There continues to be a gender pay gap in neurology, with male neurologists earning about 26% more than their female peers ($299,000 vs $237,000). Among all specialists, men earn 31% more than women, similar to last year's figure of 33%. There continues to be a 25% gender pay gap among primary care physicians.

More than half of all physicians (56%) say they receive an incentive bonus. Neurologists report that they are eligible for an annual incentive bonus of $35,000. Average annual incentive bonuses are highest among orthopedists ($96,000) and lowest among family medicine physicians ($24,000).

Close to one third of physicians overall who receive incentive bonuses say the prospect of receiving the bonus has encouraged them to work longer hours. A higher percentage of neurologists (41%) say their potential bonus influenced them to increase their work hours.

Fifty-eight percent of neurologists achieve more than three quarters of their potential annual incentive bonus. On average, neurologists achieve about two thirds of their potential bonus, the same proportion as for physicians overall.

However, COVID-19 may change that. Experts who were interviewed recently by Medscape noted that productivity benchmarks for physicians are likely to be lowered in light of plunging patient numbers from COVID-19, and bonuses are expected to take a hit.

Happy at Work

On average, male neurologists spend 37.7 hours per week seeing patients, somewhat more hours per week than female neurologists (36.1 hours); the average for all physicians is 37.9 hours per week.

Bureaucratic tasks continue to be a burden for physicians in all specialties. On average, neurologists spend 16.9 hours per week on paperwork and administration, about the same as physicians overall (15.6 hours).

Intensivists top the list regarding such tasks (19.1 hours), followed by internists (18.5), infectious disease physicians (18.5), and physiatrists (18.3). Anesthesiologists and ophthalmologists spend the least amount of time on paperwork/administration (10.0 and 9.8 hours per week, respectively).

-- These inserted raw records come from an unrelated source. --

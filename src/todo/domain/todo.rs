//! Todo entity and its creation payload.

use super::TodoId;

/// A to-do item that has not been persisted yet.
///
/// `completed` defaults to `false` unless set explicitly.
#[derive(Debug, Clone, PartialEq, Eq)]
pub struct NewTodo {
    description: String,
    completed: bool,
}

impl NewTodo {
    /// Creates an open todo with the given description.
    #[must_use]
    pub fn new(description: impl Into<String>) -> Self {
        Self {
            description: description.into(),
            completed: false,
        }
    }

    /// Sets the initial completion flag.
    #[must_use]
    pub const fn with_completed(mut self, completed: bool) -> Self {
        self.completed = completed;
        self
    }

    /// Returns the description of the work item.
    #[must_use]
    pub fn description(&self) -> &str {
        &self.description
    }

    /// Returns the initial completion flag.
    #[must_use]
    pub const fn completed(&self) -> bool {
        self.completed
    }

    /// Attaches the identifier assigned by the store.
    #[must_use]
    pub fn into_todo(self, id: TodoId) -> Todo {
        Todo {
            id,
            description: self.description,
            completed: self.completed,
        }
    }
}

/// A persisted to-do item.
#[derive(Debug, Clone, PartialEq, Eq)]
pub struct Todo {
    id: TodoId,
    description: String,
    completed: bool,
}

impl Todo {
    /// Reconstructs a todo from persisted storage.
    #[must_use]
    pub fn from_persisted(id: TodoId, description: impl Into<String>, completed: bool) -> Self {
        Self {
            id,
            description: description.into(),
            completed,
        }
    }

    /// Returns the todo identifier.
    #[must_use]
    pub const fn id(&self) -> TodoId {
        self.id
    }

    /// Returns the description of the work item.
    #[must_use]
    pub fn description(&self) -> &str {
        &self.description
    }

    /// Returns whether the work item is done.
    #[must_use]
    pub const fn completed(&self) -> bool {
        self.completed
    }

    /// Sets the completion flag. The description is never changed after
    /// creation.
    pub const fn set_completed(&mut self, completed: bool) {
        self.completed = completed;
    }
}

What is most rewarding about being a neurologist? Being good at what they do/finding answers, diagnoses tops the list (33%), followed by making the world a better place/helping others (26%), relationships with and gratitude from patients (18%), and making good money at a job they like (11%). A few cited teaching (5%) and pride in their profession (4%)

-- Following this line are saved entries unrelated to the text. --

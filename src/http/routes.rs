//! Todo route handlers.

use super::ApiError;
use super::extract::{ApiJson, ApiPath};
use crate::todo::{
    domain::{NewTodo, Todo, TodoId},
    ports::TodoRepository,
    services::TodoService,
};
use axum::{
    Json, Router,
    extract::State,
    routing::{delete, get, post, put},
};
use serde::{Deserialize, Serialize};

const ADDED_MESSAGE: &str = "Todo added successfully";
const UPDATED_MESSAGE: &str = "Todo updated successfully";
const DELETED_MESSAGE: &str = "Todo deleted successfully";

/// Request body for `POST /addtodo`.
#[derive(Debug, Deserialize)]
struct AddTodoBody {
    task: String,
    #[serde(default)]
    completed: bool,
}

/// Request body for `PUT /todos/{todo_id}/complete`.
#[derive(Debug, Deserialize)]
struct CompleteTodoBody {
    completed: bool,
}

/// Wire representation of a todo.
#[derive(Debug, Serialize)]
struct TodoBody {
    id: i32,
    task: String,
    completed: bool,
}

impl From<Todo> for TodoBody {
    fn from(todo: Todo) -> Self {
        Self {
            id: todo.id().value(),
            completed: todo.completed(),
            task: todo.description().to_owned(),
        }
    }
}

#[derive(Debug, Serialize)]
struct MessageBody {
    message: &'static str,
}

#[derive(Debug, Serialize)]
struct TodoMessageBody {
    message: &'static str,
    todo: TodoBody,
}

/// Builds the todo routes over the given service.
#[must_use]
pub fn todo_routes<R>(service: TodoService<R>) -> Router
where
    R: TodoRepository + 'static,
{
    Router::new()
        .route("/todos", get(list_todos::<R>))
        .route("/addtodo", post(add_todo::<R>))
        .route("/deletetodo/{todo_id}", delete(delete_todo::<R>))
        .route("/todos/{todo_id}/complete", put(complete_todo::<R>))
        .with_state(service)
}

async fn list_todos<R>(
    State(service): State<TodoService<R>>,
) -> Result<Json<Vec<TodoBody>>, ApiError>
where
    R: TodoRepository + 'static,
{
    let todos = service.list().await?;
    Ok(Json(todos.into_iter().map(TodoBody::from).collect()))
}

async fn add_todo<R>(
    State(service): State<TodoService<R>>,
    ApiJson(body): ApiJson<AddTodoBody>,
) -> Result<Json<TodoMessageBody>, ApiError>
where
    R: TodoRepository + 'static,
{
    let new_todo = NewTodo::new(body.task).with_completed(body.completed);
    let todo = service.create(new_todo).await?;
    Ok(Json(TodoMessageBody {
        message: ADDED_MESSAGE,
        todo: todo.into(),
    }))
}

async fn delete_todo<R>(
    State(service): State<TodoService<R>>,
    ApiPath(todo_id): ApiPath<TodoId>,
) -> Result<Json<MessageBody>, ApiError>
where
    R: TodoRepository + 'static,
{
    service.delete(todo_id).await?;
    Ok(Json(MessageBody {
        message: DELETED_MESSAGE,
    }))
}

async fn complete_todo<R>(
    State(service): State<TodoService<R>>,
    ApiPath(todo_id): ApiPath<TodoId>,
    ApiJson(body): ApiJson<CompleteTodoBody>,
) -> Result<Json<TodoMessageBody>, ApiError>
where
    R: TodoRepository + 'static,
{
    let todo = service.complete(todo_id, body.completed).await?;
    Ok(Json(TodoMessageBody {
        message: UPDATED_MESSAGE,
        todo: todo.into(),
    }))
}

The most challenging part of practicing neurology is having to follow so many rules and regulations (26%). Other challenges include having to work long hours (18%), dealing with difficult patients (17%), trouble getting fair reimbursement (13%), and working with electronic health records (10%).

Despite the challenges, if they had to do it all over again, 73% of neurologists would still choose medicine as a career, and 86% would again choose neurology.

Other key findings in the latest report regarding neurologists include the following:

  • At 18%, neurologists rank near the middle among physicians with regard to losing money on denied or resubmitted claims. Plastic surgery and emergency medicine have the highest percentage of claims denied or resubmitted (28% and 22%, respectively). One study found that, on average, 63% of denied claims are recoverable, but healthcare professionals spend about $118 per claim on appeals.

  • 29% of neurologists say they use physician assistants (PAs) to treat patients in their practices, and 53% use nurse practitioners (NPs); 38% use neither for patient care. Of neurologists who work with PAs and NPs in their offices, 49% say these employees have helped boost profitability.

  • Two thirds of neurologists say they will continue taking new and current Medicare/Medicaid patients; none say they will not take new Medicare patients; and 26% are undecided.

  • Neurologists participate in various payment methods; 78% are reimbursed via insurance, 35% have fee-for-service arrangements, and 28% are in accountable care organizations (ACO).

  • 39% of neurologists expect to participate in the merit-based incentive payment system (MIPS) option, and 10% expect to participate in alternative payment models (APMs).